A/N: I don't really know what to say about this. Other than, it's historically accurate. Minus the languages, but it's hard to find translated texts from the ninth century.

I don't own anything recognizable.


It was not known by anyone at home, but Gunther knew very well the dark side of humanity. He saw it every time that he went to Frankia and its neighbors with his father.

The connections of the Breech family reached across most of the known world. That was how Magnus knew how to lie so convincingly. He knew the truth of the matter, he knew how these foreign worlds worked so that he could twist them to suit him.

However, Magnus only ever knew the parts that he saw, the business and wealth. It was Gunther who would pull away, bow out, and explore these beautiful and new cities and places. He was the one who spoke to the people, he learned their colloquialisms and used them, while Magnus was stiff and professional in his speech.

Magnus had yet to see the desperation and darkness in these foreign lands. Gunther could list the places.

Paris, for instance.


Paris was where they got their wines, because the wine made around Paris was cheaper than that in Italy. It was also where some cloth came from, but not the perfumes. Those were bought in Venice, from the Byzantine traders.

And while Magnus worked, Gunther would sneak away and wander.

The things he saw.

La sang et le vin ont le même couler, les filles de joie dansent avec les voleurs, mendiants et brigands dansent la même danse, puisque nous sommes tous des gibiers de potence.

He saw mothers holding their children and hushing them as they screamed and cried for lack of food, he saw prostitutes sitting together, tired and defeated, not even trying for customers.

He saw thieves staring at him, deciding if he was worth it. But he had a dagger and a small sword beside him, and they didn't want to provoke him into hurting them. They weren't that stupid.

At least, that was what he saw at first.

Then, his red doublet made them angry, red was expensive. Red meant he was rich. A rich boy, come to laugh at their pain! How dare he? How dare he?

Then, he would have to defend himself against those who stood to knock him down. Then, even the smallest children hated him.

That was the thing. There was a distinct difference between Then and Now.

Now, the red doublet was a sign that Gunther was come. Now, he was met in the street and people awaited his approach.

The mothers held out their hands for the food he offered for them and their children, returning the gesture with a blessing. The prostitutes would ruffle his hair and smile a real smile when he gave them money and walked away.

But that was just one place.

Les Andalous, les Juifs, les Maures, vienn'de partout de tous les ports, les voyageurs et les merchands, vienn's'y reposer en passant.

Les Catalan et les Flamands—vont y flamber tout leur argent.

He had been told, by a thief who was counting the coins he had stolen (Gunther had numbed himself to their way of life ages ago), about the Valley of Love, a brothel ran by the docks on the Seine. The man had sung its praises, and as he did, Gunther found himself more and more grateful that his father's ship never docked by this place.

It cost pennies, apparently. Pennies. And yet the women wore pearls and velvet.

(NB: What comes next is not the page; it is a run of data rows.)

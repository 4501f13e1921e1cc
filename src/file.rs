//! File candidates: the one document a submission uploads.
//!
//! A [`FileCandidate`] is what a file picker or a drop hands over: a name, a
//! declared size and a media type, plus a way to get the bytes later. The
//! bytes of an on-disk file are not read until the request is built, so an
//! oversized file is rejected from its metadata alone.
//!
//! The media type of a path is guessed from its extension, which is what a
//! browser reports for a picked file. Content is not sniffed for validation;
//! a `.pdf` without the `%PDF` header only produces a warning.

use crate::error::{DocQaError, ValidationError};
use std::io::Read;
use std::path::{Path, PathBuf};
use tracing::{debug, warn};

/// The only media type the service accepts.
pub const PDF_MEDIA_TYPE: &str = "application/pdf";

/// Upload size limit: 10 MiB.
pub const MAX_FILE_SIZE: u64 = 10 * 1024 * 1024;

const SIZE_UNITS: [&str; 4] = ["Bytes", "KB", "MB", "GB"];

/// Where a candidate's bytes come from.
#[derive(Debug, Clone)]
enum FileSource {
    /// Read lazily from disk at send time.
    Path(PathBuf),
    /// Already in memory.
    Memory(Vec<u8>),
}

/// A user-chosen file, before or after validation.
#[derive(Debug, Clone)]
pub struct FileCandidate {
    name: String,
    size: u64,
    media_type: String,
    source: FileSource,
}

impl FileCandidate {
    /// Describe a file on disk from its metadata.
    ///
    /// The media type is guessed from the extension (`application/octet-stream`
    /// when unknown). Only the first four bytes are read, to warn about PDFs
    /// whose content does not match their name.
    pub fn from_path(path: impl AsRef<Path>) -> Result<Self, DocQaError> {
        let path = path.as_ref();
        let name = path
            .file_name()
            .map(|n| n.to_string_lossy().into_owned())
            .unwrap_or_else(|| path.display().to_string());

        let metadata = std::fs::metadata(path).map_err(|e| DocQaError::FileRead {
            name: name.clone(),
            source: e,
        })?;
        if !metadata.is_file() {
            return Err(DocQaError::FileRead {
                name,
                source: std::io::Error::new(
                    std::io::ErrorKind::InvalidInput,
                    "not a regular file",
                ),
            });
        }

        let media_type = mime_guess::from_path(path)
            .first_or_octet_stream()
            .essence_str()
            .to_string();

        if media_type == PDF_MEDIA_TYPE && !has_pdf_magic(path) {
            warn!("'{}' is named like a PDF but lacks the %PDF header", name);
        }

        debug!(
            "Candidate file '{}': {} bytes, {}",
            name,
            metadata.len(),
            media_type
        );

        Ok(Self {
            name,
            size: metadata.len(),
            media_type,
            source: FileSource::Path(path.to_path_buf()),
        })
    }

    /// Describe an in-memory file. The size is the buffer length.
    pub fn from_bytes(
        name: impl Into<String>,
        media_type: impl Into<String>,
        bytes: Vec<u8>,
    ) -> Self {
        Self {
            name: name.into(),
            size: bytes.len() as u64,
            media_type: media_type.into(),
            source: FileSource::Memory(bytes),
        }
    }

    pub fn name(&self) -> &str {
        &self.name
    }

    pub fn size(&self) -> u64 {
        self.size
    }

    pub fn media_type(&self) -> &str {
        &self.media_type
    }

    /// File-info label shown once the file is selected: `"<name> (<size>)"`.
    pub fn label(&self) -> String {
        format!("{} ({})", self.name, format_file_size(self.size))
    }

    /// Check the selection rules: PDF media type first, then size.
    pub fn validate(&self) -> Result<(), ValidationError> {
        if self.media_type != PDF_MEDIA_TYPE {
            return Err(ValidationError::UnsupportedFileType {
                media_type: self.media_type.clone(),
            });
        }
        if self.size > MAX_FILE_SIZE {
            return Err(ValidationError::FileTooLarge {
                size: self.size,
                max: MAX_FILE_SIZE,
            });
        }
        Ok(())
    }

    /// Load the file contents for upload.
    pub async fn read_bytes(&self) -> Result<Vec<u8>, DocQaError> {
        match &self.source {
            FileSource::Memory(bytes) => Ok(bytes.clone()),
            FileSource::Path(path) => {
                tokio::fs::read(path)
                    .await
                    .map_err(|e| DocQaError::FileRead {
                        name: self.name.clone(),
                        source: e,
                    })
            }
        }
    }
}

fn has_pdf_magic(path: &Path) -> bool {
    let mut magic = [0u8; 4];
    match std::fs::File::open(path) {
        Ok(mut f) => f.read_exact(&mut magic).is_ok() && &magic == b"%PDF",
        Err(_) => false,
    }
}

/// Human-readable size in base-1024 units.
///
/// Divides by 1024 until the value is below 1024 (stopping at GB), then
/// rounds to two decimals without trailing zeros: `1536` → `"1.5 KB"`,
/// `1048576` → `"1 MB"`, `0` → `"0 Bytes"`.
pub fn format_file_size(bytes: u64) -> String {
    if bytes == 0 {
        return "0 Bytes".to_string();
    }
    let mut value = bytes as f64;
    let mut unit = 0;
    while value >= 1024.0 && unit < SIZE_UNITS.len() - 1 {
        value /= 1024.0;
        unit += 1;
    }
    let rounded = (value * 100.0).round() / 100.0;
    format!("{} {}", rounded, SIZE_UNITS[unit])
}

That was what terrified Gunther so. He knew very well how much pearls cost (he knew the prices of everything by now). The fact that even one woman could on a salary of pennies was astounding, but when all of them could? And were clothed in velvet? He was honestly scared.

So he tried not to think about it. But the thought of the brothel just kept coming back. It never left his mind, not really. Even in the idyllic kingdom of Kippernia, where they were protected by a Dragon and the tree in the training yard kept its blossoms for much longer than the trees in the forest, it never left his mind. The women in fine things who accepted pennies.


Paris wasn't even the half of it. Sometimes, when they went east, they went to Hammaburg. On the very outskirts of Frankia, Hammaburg still spoke the Germanic tongues, and they were one of the three towns Charlemagne had built in this outreach, the other two just north of them: Magdeburg and Bardowick.

Hammaburg was a large trading city, with goods from the Frankians, the Vikings, and the Rus changing hands every day, spices and furs and other such things. Gunther didn't speak much of the language, but he knew enough. He knew enough to understand the unhappiness he saw in parts of the city.

Jemand beglügt uns, jemand betrügt uns, jemand hält uns für dumm! Wir müssen hungern—andere lungen in den Palästen 'rum! Schluß!

There wasn't the immediate distrust on seeing his red doublet in Hammaburg—they saw things from so far away, who had time to marvel over red?—but there was distrust. An English boy who was only halfway fluent, who made up words when he couldn't remember the real ones, and got conjugations hopelessly confused…no, there wasn't a lot of trust for him.

But it was better than in the past, when he only spoke French to the people.

But language aside, he knew and saw displeasure. The people, the subjects of Charlemagne, were relatively few in number and while they were happy that a castle was being built to protect them from the Slavic tribes and the Vikings to the south, they were still unhappy that their ruler only sent them a castle after their city had been nearly destroyed multiple times by the Slavs.

Gunther felt bad for them. Their children died from these attacks, not to mention from the regular cold and disease. Even just coming to trade, he had gone hungry a few times. Life was hard and he knew it.

But knowing it didn't make it any less painful to see it.

Sie's fort, sie's fort jetzt, kommt nimmer mehr. Liegt draußen im Meer, drunten, und kamm nie mehr zurück…versunken, ertrunken!

There was once a young man, barely older than Gunther himself, who wandered the sea-strand. He was a damaged young soul, that Gunther knew.

"Sie's fort," was all he ever said. She's gone.

Once, Gunther ventured to ask who "she" was, despite his poor command of the language. The man had only shaken and declared, "Ich hab' nichts gemachen! Nichts gesehen!" (I did nothing! Saw nothing!)

Worried, Gunther had changed the topic, to the shells in his hands. The boy assured him that he had collected them all, each one himself. Offered if he wanted to see.

Gunther accepted them, called them beautiful, and suddenly he was being spun around. The boy, whoever he was, was declaring him an angel, better and kinder than anyone ("You cannot be bad to anyone!"). And he continued to praise him until an older man came, pulling him away, apologizing for his son and leading him away.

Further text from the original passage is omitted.